About this exercise: Line by line, copy the records below exactly.
--- Supplied data ---
//! API client module
//!
//! Provides `ApiClient` for requesting single pages from list endpoints
//! laid out as `<base-url>/<method>`.

use super::{Auth, backoff};
use crate::etl::{Cursor, Page, method_segments};
use eyre::{Context, Result, eyre};
use reqwest::{Client, StatusCode};
use std::fmt;
use std::time::Duration;
use url::Url;

/// Classified response to a single page request.
///
/// Transport failures (DNS, refused connections, undecodable bodies) are not
/// an outcome: they surface as the `Err` side of [`ApiClient::get_page`].
#[derive(Debug)]
pub enum FetchOutcome {
    /// 200 with a decoded page
    Page(Page),
    /// 429, with the wait the server asked for
    RateLimited(Duration),
    /// 400, with the response body
    BadRequest(String),
    /// Any other status
    Failed(StatusCode),
}

/// Client for cursor-paginated list endpoints.
///
/// Every request carries the page size as `limit`, the credential as
/// `apiKey`, and the cursor (if any) as `starting_after`.
///
/// # Example
/// ```no_run
/// use pagex::client::{ApiClient, Auth, FetchOutcome};
/// use url::Url;
///
/// # async fn example() -> eyre::Result<()> {
/// let url = Url::parse("https://api.example.com/v1")?;
/// let client = ApiClient::try_new(url, Auth::Apikey("sk_test".into()), 100)?;
///
/// if let FetchOutcome::Page(page) = client.get_page("customers", None).await? {
///     println!("{} customer(s), more: {}", page.data.len(), page.has_more);
/// }
/// # Ok(())
/// # }
/// ```
#[derive(Clone, Debug)]
pub struct ApiClient {
    client: Client,
    url: Url,
    auth: Auth,
    limit: u32,
}

impl ApiClient {
    /// Create a new client from a base URL, credential and page size.
    ///
    /// # Errors
    /// Returns an error if:
    /// - The base URL cannot have path segments appended (e.g. `mailto:`)
    /// - The HTTP client cannot be built
    pub fn try_new(url: Url, auth: Auth, limit: u32) -> Result<Self> {
        if url.cannot_be_a_base() {
            eyre::bail!("API URL cannot be used as a base URL: {}", url);
        }
        let client = Client::builder()
            .user_agent(concat!(env!("CARGO_PKG_NAME"), "/", env!("CARGO_PKG_VERSION")))
            .build()
            .context("Failed to build HTTP client")?;

        Ok(Self {
            client,
            url,
            auth,
            limit,
        })
    }

    /// Get the base URL.
    pub fn url(&self) -> &Url {
        &self.url
    }

    /// Get the page size sent as `limit`.
    pub fn limit(&self) -> u32 {
        self.limit
    }

    /// Endpoint URL for a method: the base URL with the method's path
    /// segments appended.
    pub fn method_url(&self, method: &str) -> Result<Url> {
        let segments = method_segments(method)?;
        let mut url = self.url.clone();
        url.path_segments_mut()
            .map_err(|_| eyre!("API URL cannot be used as a base URL: {}", self.url))?
            .pop_if_empty()
            .extend(segments);
        Ok(url)
    }

    /// Request one page of `method` and classify the response.
    ///
    /// # Errors
    /// Returns an error if the request could not be sent or a 200 body is
    /// not a valid page
    pub async fn get_page(&self, method: &str, cursor: Option<&Cursor>) -> Result<FetchOutcome> {
        let url = self.method_url(method)?;

        let limit = self.limit.to_string();
        let mut query: Vec<(&str, &str)> = vec![("limit", limit.as_str())];
        if let Some(pair) = self.auth.query_pair() {
            query.push(pair);
        }
        if let Some(cursor) = cursor {
            query.push(("starting_after", cursor.as_str()));
        }

        log::trace!(
            "GET {} (starting_after: {})",
            url,
            cursor.map(Cursor::as_str).unwrap_or("-")
        );
        let response = self
            .client
            .get(url)
            .query(&query)
            .send()
            .await
            .map_err(|e| eyre!("Failed to send request for method {}: {}", method, e))?;

        let outcome = match response.status() {
            StatusCode::OK => {
                let page: Page = response
                    .json()
                    .await
                    .with_context(|| format!("Failed to parse page for method: {}", method))?;
                FetchOutcome::Page(page)
            }
            StatusCode::TOO_MANY_REQUESTS => {
                FetchOutcome::RateLimited(backoff::retry_after(response.headers()))
            }
            StatusCode::BAD_REQUEST => {
                FetchOutcome::BadRequest(response.text().await.unwrap_or_default())
            }
            status => FetchOutcome::Failed(status),
        };

        Ok(outcome)
    }
}

impl fmt::Display for ApiClient {
    fn fmt(&self, f: &mut fmt::Formatter<'_>) -> fmt::Result {
        write!(f, "{} (auth: {}, limit: {})", self.url, self.auth, self.limit)
    }
}

#[cfg(test)]
mod tests {
    use super::*;

    fn client(base: &str) -> ApiClient {
        ApiClient::try_new(Url::parse(base).unwrap(), Auth::None, 100).unwrap()
    }

    #[test]
    fn test_method_url_root() {
        let client = client("http://localhost:8080");
        assert_eq!(
            client.method_url("customers").unwrap().as_str(),
            "http://localhost:8080/customers"
        );
    }

    #[test]
    fn test_method_url_keeps_base_path() {
        assert_eq!(
            client("https://api.example.com/v1")
                .method_url("customers")
                .unwrap()
                .as_str(),
            "https://api.example.com/v1/customers"
        );
        assert_eq!(
            client("https://api.example.com/v1/")
                .method_url("customers")
                .unwrap()
                .as_str(),
            "https://api.example.com/v1/customers"
        );
    }

    #[test]
    fn test_method_url_nested() {
        assert_eq!(
            client("https://api.example.com/v1")
                .method_url("billing/invoices")
                .unwrap()
                .as_str(),
            "https://api.example.com/v1/billing/invoices"
        );
    }

    #[test]
    fn test_method_url_leading_slash() {
        assert_eq!(
            client("https://api.example.com/v1")
                .method_url("/customers")
                .unwrap()
                .as_str(),
            "https://api.example.com/v1/customers"
        );
        assert!(client("https://api.example.com/v1").method_url("../admin").is_err());
    }

    #[test]
    fn test_rejects_non_base_url() {
        let url = Url::parse("mailto:ops@example.com").unwrap();
        let result = ApiClient::try_new(url, Auth::None, 100);
        assert!(result.is_err());
    }

    #[test]
    fn test_display_hides_key() {
        let url = Url::parse("https://api.example.com").unwrap();
        let client = ApiClient::try_new(url, Auth::Apikey("secret".to_string()), 50).unwrap();
        let shown = client.to_string();
        assert!(shown.contains("Apikey"));
        assert!(shown.contains("limit: 50"));
        assert!(!shown.contains("secret"));
    }
}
---
Result of the task:
//! API client module
//!
//! Provides `ApiClient` for requesting single pages from list endpoints
//! laid out as `<base-url>/<method>`.

use super::{Auth, backoff};
use crate::etl::{Cursor, Page, method_segments};
use eyre::{Context, Result, eyre};
use reqwest::{Client, StatusCode};
use std::fmt;
use std::time::Duration;
use url::Url;

/// Classified response to a single page request.
///
/// Transport failures (DNS, refused connections, undecodable bodies) are not
/// an outcome: they surface as the `Err` side of [`ApiClient::get_page`].
#[derive(Debug)]
pub enum FetchOutcome {
    /// 200 with a decoded page
    Page(Page),
    /// 429, with the wait the server asked for
    RateLimited(Duration),
    /// 400, with the response body
    BadRequest(String),
    /// Any other status
    Failed(StatusCode),
}

/// Client for cursor-paginated list endpoints.
///
/// Every request carries the page size as `limit`, the credential as
/// `apiKey`, and the cursor (if any) as `starting_after`.
///
/// # Example
/// ```no_run
/// use pagex::client::{ApiClient, Auth, FetchOutcome};
/// use url::Url;
///
/// # async fn example() -> eyre::Result<()> {
/// let url = Url::parse("https://api.example.com/v1")?;
/// let client = ApiClient::try_new(url, Auth::Apikey("sk_test".into()), 100)?;
///
/// if let FetchOutcome::Page(page) = client.get_page("customers", None).await? {
///     println!("{} customer(s), more: {}", page.data.len(), page.has_more);
/// }
/// # Ok(())
/// # }
/// ```
#[derive(Clone, Debug)]
pub struct ApiClient {
    client: Client,
    url: Url,
    auth: Auth,
    limit: u32,
}

impl ApiClient {
    /// Create a new client from a base URL, credential and page size.
    ///
    /// # Errors
    /// Returns an error if:
    /// - The base URL cannot have path segments appended (e.g. `mailto:`)
    /// - The HTTP client cannot be built
    pub fn try_new(url: Url, auth: Auth, limit: u32) -> Result<Self> {
        if url.cannot_be_a_base() {
            eyre::bail!("API URL cannot be used as a base URL: {}", url);
        }
        let client = Client::builder()
            .user_agent(concat!(env!("CARGO_PKG_NAME"), "/", env!("CARGO_PKG_VERSION")))
            .build()
            .context("Failed to build HTTP client")?;

        Ok(Self {
            client,
            url,
            auth,
            limit,
        })
    }

    /// Get the base URL.
    pub fn url(&self) -> &Url {
        &self.url
    }

    /// Get the page size sent as `limit`.
    pub fn limit(&self) -> u32 {
        self.limit
    }

    /// Endpoint URL for a method: the base URL with the method's path
    /// segments appended.
    pub fn method_url(&self, method: &str) -> Result<Url> {
        let segments = method_segments(method)?;
        let mut url = self.url.clone();
        url.path_segments_mut()
            .map_err(|_| eyre!("API URL cannot be used as a base URL: {}", self.url))?
            .pop_if_empty()
            .extend(segments);
        Ok(url)
    }

    /// Request one page of `method` and classify the response.
    ///
    /// # Errors
    /// Returns an error if the request could not be sent or a 200 body is
    /// not a valid page
    pub async fn get_page(&self, method: &str, cursor: Option<&Cursor>) -> Result<FetchOutcome> {
        let url = self.method_url(method)?;

        let limit = self.limit.to_string();
        let mut query: Vec<(&str, &str)> = vec![("limit", limit.as_str())];
        if let Some(pair) = self.auth.query_pair() {
            query.push(pair);
        }
        if let Some(cursor) = cursor {
            query.push(("starting_after", cursor.as_str()));
        }

        log::trace!(
            "GET {} (starting_after: {})",
            url,
            cursor.map(Cursor::as_str).unwrap_or("-")
        );
        let response = self
            .client
            .get(url)
            .query(&query)
            .send()
            .await
            .map_err(|e| eyre!("Failed to send request for method {}: {}", method, e))?;

        let outcome = match response.status() {
            StatusCode::OK => {
                let page: Page = response
                    .json()
                    .await
                    .with_context(|| format!("Failed to parse page for method: {}", method))?;
                FetchOutcome::Page(page)
            }
            StatusCode::TOO_MANY_REQUESTS => {
                FetchOutcome::RateLimited(backoff::retry_after(response.headers()))
            }
            StatusCode::BAD_REQUEST => {
                FetchOutcome::BadRequest(response.text().await.unwrap_or_default())
            }
            status => FetchOutcome::Failed(status),
        };

        Ok(outcome)
    }
}

impl fmt::Display for ApiClient {
    fn fmt(&self, f: &mut fmt::Formatter<'_>) -> fmt::Result {
        write!(f, "{} (auth: {}, limit: {})", self.url, self.auth, self.limit)
    }
}

#[cfg(test)]
mod tests {
    use super::*;

    fn client(base: &str) -> ApiClient {
        ApiClient::try_new(Url::parse(base).unwrap(), Auth::None, 100).unwrap()
    }

    #[test]
    fn test_method_url_root() {
        let client = client("http://localhost:8080");
        assert_eq!(
            client.method_url("customers").unwrap().as_str(),
            "http://localhost:8080/customers"
        );
    }

    #[test]
    fn test_method_url_keeps_base_path() {
        assert_eq!(
            client("https://api.example.com/v1")
                .method_url("customers")
                .unwrap()
                .as_str(),
            "https://api.example.com/v1/customers"
        );
        assert_eq!(
            client("https://api.example.com/v1/")
                .method_url("customers")
                .unwrap()
                .as_str(),
            "https://api.example.com/v1/customers"
        );
    }

    #[test]
    fn test_method_url_nested() {
        assert_eq!(
            client("https://api.example.com/v1")
                .method_url("billing/invoices")
                .unwrap()
                .as_str(),
            "https://api.example.com/v1/billing/invoices"
        );
    }

    #[test]
    fn test_method_url_leading_slash() {
        assert_eq!(
            client("https://api.example.com/v1")
                .method_url("/customers")
                .unwrap()
                .as_str(),
            "https://api.example.com/v1/customers"
        );
        assert!(client("https://api.example.com/v1").method_url("../admin").is_err());
    }

    #[test]
    fn test_rejects_non_base_url() {
        let url = Url::parse("mailto:ops@example.com").unwrap();
        let result = ApiClient::try_new(url, Auth::None, 100);
        assert!(result.is_err());
    }

    #[test]
    fn test_display_hides_key() {
        let url = Url::parse("https://api.example.com").unwrap();
        let client = ApiClient::try_new(url, Auth::Apikey("secret".to_string()), 50).unwrap();
        let shown = client.to_string();
        assert!(shown.contains("Apikey"));
        assert!(shown.contains("limit: 50"));
        assert!(!shown.contains("secret"));
    }
}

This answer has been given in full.